_The task_. Each line below that carries the string "bool" must appear in the answer.
***** Data listing
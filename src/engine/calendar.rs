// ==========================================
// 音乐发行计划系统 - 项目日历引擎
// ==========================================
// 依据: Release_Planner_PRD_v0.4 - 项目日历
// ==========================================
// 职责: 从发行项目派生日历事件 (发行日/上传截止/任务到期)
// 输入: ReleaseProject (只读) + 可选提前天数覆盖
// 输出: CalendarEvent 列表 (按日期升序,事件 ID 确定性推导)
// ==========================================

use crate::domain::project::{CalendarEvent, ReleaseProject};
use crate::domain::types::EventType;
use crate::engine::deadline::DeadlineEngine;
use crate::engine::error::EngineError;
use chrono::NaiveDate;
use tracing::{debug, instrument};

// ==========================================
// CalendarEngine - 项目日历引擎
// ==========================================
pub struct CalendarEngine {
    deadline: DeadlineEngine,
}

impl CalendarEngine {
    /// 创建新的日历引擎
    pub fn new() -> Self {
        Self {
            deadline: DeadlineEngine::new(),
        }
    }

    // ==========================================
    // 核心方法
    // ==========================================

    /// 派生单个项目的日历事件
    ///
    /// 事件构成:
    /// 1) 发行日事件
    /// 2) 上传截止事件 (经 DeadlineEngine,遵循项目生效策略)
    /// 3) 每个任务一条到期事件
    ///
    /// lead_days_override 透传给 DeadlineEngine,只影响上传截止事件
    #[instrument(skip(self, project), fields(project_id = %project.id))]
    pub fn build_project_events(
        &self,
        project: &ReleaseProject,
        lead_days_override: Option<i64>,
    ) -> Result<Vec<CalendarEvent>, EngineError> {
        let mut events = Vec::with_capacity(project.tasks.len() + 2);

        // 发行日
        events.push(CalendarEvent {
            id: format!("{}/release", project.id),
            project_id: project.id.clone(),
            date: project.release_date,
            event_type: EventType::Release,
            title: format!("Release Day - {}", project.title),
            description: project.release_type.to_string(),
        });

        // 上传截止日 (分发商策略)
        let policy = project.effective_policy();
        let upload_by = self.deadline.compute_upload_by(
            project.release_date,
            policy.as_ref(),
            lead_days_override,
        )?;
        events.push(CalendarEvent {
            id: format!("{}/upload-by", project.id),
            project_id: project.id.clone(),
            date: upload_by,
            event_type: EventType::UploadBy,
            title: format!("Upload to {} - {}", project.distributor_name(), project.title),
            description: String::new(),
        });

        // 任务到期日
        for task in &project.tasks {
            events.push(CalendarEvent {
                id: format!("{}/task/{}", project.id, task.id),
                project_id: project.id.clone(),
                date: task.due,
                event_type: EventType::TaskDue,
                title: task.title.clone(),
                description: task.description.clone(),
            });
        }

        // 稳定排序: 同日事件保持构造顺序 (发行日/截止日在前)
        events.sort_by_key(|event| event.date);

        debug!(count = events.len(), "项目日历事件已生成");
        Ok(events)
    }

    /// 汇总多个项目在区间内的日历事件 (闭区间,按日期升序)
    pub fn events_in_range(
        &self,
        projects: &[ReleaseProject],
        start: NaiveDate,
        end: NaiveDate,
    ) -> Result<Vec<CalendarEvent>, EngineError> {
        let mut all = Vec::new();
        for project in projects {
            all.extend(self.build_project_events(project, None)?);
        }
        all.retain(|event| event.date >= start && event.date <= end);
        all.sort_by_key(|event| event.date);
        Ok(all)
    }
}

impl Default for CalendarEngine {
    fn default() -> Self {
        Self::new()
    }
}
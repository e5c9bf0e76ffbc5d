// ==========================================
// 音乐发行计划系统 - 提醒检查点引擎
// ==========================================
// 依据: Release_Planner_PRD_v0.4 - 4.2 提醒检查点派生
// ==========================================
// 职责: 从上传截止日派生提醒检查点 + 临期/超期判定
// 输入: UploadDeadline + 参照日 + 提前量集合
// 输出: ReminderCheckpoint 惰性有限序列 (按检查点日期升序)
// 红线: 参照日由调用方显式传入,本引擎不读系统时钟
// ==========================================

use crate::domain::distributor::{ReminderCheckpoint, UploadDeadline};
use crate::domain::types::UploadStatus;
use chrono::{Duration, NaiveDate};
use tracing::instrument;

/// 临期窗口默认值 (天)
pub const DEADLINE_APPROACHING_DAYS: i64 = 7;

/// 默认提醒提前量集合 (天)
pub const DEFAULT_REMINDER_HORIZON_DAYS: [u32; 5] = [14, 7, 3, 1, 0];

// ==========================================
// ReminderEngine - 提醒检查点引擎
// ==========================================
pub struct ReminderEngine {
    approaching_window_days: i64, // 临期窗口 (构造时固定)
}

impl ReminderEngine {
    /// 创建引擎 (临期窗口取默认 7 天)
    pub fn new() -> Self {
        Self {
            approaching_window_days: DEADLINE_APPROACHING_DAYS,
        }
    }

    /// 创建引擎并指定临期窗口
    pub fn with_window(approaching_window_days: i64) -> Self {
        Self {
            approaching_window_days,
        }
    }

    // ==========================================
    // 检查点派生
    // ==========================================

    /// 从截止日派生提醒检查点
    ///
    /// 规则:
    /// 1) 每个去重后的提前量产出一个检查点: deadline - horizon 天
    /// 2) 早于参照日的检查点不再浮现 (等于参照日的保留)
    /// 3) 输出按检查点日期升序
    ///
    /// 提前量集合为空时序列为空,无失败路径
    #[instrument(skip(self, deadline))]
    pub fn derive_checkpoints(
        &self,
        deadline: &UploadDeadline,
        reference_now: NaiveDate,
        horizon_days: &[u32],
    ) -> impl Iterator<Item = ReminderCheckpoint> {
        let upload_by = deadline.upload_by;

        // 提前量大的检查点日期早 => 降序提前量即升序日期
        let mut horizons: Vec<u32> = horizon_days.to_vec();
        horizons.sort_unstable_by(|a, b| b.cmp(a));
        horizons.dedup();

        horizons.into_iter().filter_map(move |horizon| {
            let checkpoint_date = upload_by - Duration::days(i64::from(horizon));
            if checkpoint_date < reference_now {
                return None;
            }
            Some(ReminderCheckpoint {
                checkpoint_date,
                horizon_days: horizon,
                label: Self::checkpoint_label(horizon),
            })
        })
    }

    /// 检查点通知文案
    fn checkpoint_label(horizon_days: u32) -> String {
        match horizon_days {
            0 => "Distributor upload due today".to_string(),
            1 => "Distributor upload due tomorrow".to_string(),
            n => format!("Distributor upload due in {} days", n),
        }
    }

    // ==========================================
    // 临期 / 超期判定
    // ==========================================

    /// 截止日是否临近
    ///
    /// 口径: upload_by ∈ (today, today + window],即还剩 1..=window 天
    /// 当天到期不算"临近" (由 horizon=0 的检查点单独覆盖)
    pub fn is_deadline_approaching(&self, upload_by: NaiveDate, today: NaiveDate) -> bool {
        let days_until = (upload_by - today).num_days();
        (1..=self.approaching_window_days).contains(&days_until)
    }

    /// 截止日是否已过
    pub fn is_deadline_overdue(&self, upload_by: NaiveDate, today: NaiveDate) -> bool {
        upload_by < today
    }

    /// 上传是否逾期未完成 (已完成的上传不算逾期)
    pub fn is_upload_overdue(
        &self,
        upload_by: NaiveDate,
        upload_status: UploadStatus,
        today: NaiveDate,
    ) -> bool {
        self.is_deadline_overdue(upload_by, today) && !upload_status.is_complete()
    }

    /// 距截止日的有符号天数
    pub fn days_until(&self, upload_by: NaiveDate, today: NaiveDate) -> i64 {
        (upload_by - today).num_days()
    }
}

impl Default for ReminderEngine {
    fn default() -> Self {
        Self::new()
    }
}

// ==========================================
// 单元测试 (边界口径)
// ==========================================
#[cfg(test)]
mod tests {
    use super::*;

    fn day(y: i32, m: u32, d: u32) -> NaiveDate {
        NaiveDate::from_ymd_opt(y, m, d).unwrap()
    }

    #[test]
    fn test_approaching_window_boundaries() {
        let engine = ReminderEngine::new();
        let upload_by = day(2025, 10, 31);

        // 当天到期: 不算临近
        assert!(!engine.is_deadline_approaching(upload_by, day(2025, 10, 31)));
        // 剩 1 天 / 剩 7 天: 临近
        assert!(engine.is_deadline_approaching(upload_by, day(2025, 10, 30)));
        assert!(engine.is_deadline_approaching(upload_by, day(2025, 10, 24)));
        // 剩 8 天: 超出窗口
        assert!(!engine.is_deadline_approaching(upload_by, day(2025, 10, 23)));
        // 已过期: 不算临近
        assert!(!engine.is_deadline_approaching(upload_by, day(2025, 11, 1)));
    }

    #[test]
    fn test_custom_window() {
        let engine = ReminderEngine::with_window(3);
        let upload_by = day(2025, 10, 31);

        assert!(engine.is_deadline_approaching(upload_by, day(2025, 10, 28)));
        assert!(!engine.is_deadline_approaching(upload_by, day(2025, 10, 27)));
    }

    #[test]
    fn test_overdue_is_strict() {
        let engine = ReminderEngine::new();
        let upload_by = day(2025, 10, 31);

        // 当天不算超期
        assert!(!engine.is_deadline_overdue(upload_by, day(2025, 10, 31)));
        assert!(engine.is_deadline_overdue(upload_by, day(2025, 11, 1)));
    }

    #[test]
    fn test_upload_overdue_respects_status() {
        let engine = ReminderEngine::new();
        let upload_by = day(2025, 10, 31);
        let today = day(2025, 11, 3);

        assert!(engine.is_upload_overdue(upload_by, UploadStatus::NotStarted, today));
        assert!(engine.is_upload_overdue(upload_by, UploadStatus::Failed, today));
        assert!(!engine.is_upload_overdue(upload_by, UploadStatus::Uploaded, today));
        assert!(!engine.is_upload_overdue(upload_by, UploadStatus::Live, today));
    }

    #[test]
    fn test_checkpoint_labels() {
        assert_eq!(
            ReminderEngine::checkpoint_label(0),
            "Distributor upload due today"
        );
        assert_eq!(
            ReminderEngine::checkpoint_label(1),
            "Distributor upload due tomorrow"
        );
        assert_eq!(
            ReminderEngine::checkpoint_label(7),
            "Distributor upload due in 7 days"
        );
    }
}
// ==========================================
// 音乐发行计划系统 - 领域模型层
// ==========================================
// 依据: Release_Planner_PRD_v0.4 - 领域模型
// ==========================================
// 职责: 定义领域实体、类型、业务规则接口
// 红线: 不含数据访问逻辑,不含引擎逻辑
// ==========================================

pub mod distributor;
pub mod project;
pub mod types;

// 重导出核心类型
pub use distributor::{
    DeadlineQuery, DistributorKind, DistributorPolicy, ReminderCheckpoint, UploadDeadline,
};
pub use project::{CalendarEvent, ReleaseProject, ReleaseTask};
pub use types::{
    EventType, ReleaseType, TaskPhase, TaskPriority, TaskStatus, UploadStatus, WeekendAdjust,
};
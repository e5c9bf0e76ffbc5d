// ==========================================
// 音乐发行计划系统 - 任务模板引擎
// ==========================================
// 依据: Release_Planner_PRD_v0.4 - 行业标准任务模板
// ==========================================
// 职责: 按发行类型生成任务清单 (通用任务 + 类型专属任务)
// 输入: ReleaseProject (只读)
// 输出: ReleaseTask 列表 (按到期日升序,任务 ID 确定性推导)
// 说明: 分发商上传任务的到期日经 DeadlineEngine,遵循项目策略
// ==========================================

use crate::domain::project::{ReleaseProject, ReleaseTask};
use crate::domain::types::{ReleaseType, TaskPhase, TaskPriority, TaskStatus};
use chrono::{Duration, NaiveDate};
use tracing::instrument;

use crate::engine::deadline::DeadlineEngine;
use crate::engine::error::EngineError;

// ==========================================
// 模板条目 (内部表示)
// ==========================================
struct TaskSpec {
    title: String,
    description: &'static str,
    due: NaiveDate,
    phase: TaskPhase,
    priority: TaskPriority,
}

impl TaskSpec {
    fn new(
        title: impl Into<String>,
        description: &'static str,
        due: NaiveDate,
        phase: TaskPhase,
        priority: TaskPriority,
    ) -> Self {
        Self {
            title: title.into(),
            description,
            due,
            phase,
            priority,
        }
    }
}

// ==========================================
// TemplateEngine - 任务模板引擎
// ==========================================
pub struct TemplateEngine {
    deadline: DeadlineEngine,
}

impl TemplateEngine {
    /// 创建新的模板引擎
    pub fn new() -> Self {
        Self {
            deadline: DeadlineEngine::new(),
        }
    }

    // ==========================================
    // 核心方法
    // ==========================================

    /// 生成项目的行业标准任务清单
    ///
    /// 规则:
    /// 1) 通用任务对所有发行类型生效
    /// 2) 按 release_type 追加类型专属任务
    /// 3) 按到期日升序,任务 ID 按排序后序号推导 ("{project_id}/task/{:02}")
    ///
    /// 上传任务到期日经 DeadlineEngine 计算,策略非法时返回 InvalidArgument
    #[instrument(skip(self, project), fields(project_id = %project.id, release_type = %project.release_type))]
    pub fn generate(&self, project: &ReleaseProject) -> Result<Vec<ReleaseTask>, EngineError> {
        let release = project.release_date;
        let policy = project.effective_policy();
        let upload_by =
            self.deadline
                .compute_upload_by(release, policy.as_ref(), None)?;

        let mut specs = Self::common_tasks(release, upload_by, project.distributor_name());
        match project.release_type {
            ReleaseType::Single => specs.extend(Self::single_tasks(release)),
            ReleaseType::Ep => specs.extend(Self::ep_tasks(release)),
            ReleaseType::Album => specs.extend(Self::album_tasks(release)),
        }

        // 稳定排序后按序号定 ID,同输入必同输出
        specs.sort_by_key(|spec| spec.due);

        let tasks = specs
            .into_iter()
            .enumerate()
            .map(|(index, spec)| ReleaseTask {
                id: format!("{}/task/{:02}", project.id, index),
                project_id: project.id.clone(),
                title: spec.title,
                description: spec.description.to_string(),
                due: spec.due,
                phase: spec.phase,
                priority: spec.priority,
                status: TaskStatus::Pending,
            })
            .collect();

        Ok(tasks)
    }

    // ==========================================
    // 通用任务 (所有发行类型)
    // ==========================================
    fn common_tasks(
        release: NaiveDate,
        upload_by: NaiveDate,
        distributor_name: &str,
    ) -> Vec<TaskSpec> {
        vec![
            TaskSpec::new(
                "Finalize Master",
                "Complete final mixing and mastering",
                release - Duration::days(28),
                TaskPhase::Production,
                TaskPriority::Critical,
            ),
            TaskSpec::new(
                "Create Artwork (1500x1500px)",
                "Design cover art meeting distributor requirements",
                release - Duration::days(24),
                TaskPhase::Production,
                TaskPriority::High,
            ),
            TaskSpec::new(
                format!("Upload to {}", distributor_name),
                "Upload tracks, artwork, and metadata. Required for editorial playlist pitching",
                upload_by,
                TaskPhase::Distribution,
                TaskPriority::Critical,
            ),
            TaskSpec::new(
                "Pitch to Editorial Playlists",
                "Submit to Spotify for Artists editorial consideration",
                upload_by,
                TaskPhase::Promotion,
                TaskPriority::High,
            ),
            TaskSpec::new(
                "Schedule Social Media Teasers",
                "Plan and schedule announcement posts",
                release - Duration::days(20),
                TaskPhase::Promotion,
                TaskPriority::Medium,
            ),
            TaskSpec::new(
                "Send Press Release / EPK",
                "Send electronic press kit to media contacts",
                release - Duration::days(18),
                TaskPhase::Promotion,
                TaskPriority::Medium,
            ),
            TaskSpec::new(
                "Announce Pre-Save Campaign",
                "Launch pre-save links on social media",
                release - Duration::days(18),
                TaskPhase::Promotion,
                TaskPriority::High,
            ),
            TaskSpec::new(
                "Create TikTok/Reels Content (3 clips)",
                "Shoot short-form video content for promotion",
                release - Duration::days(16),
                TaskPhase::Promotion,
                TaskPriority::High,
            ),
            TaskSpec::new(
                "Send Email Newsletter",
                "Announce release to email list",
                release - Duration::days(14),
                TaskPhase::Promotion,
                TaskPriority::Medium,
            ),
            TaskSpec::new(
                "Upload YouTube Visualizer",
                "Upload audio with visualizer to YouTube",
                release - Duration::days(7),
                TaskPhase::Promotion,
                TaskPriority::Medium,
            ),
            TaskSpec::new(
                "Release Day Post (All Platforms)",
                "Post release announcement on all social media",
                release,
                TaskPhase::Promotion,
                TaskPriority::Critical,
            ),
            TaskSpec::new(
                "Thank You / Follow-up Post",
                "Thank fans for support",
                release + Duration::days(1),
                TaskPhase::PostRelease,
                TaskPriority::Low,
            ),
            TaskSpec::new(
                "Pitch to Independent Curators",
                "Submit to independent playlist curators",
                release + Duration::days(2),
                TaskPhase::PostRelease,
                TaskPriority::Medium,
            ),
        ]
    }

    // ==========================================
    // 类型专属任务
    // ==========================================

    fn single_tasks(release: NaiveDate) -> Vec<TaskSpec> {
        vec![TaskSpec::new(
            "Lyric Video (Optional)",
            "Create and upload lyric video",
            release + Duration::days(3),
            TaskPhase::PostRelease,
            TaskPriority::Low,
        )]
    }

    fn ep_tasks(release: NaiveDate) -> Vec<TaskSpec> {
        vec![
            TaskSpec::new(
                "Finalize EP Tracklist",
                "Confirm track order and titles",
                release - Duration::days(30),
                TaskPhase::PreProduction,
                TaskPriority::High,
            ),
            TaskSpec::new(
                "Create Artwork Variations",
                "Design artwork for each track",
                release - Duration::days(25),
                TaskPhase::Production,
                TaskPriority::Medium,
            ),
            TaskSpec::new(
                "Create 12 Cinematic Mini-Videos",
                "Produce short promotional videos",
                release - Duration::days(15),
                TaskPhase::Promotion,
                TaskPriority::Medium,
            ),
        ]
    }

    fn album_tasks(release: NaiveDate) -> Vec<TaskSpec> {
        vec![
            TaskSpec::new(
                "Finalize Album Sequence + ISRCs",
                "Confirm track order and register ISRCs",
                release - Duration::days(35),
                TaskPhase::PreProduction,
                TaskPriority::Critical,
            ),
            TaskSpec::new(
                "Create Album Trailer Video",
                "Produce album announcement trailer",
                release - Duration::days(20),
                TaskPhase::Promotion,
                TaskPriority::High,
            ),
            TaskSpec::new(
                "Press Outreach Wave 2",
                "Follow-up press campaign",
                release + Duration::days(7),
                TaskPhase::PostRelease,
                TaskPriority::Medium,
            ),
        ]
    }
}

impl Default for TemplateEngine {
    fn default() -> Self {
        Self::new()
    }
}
**********
_Result_.
    pub fn is_deadline_approaching(&self, upload_by: NaiveDate, today: NaiveDate) -> bool {
    pub fn is_deadline_overdue(&self, upload_by: NaiveDate, today: NaiveDate) -> bool {
    ) -> bool {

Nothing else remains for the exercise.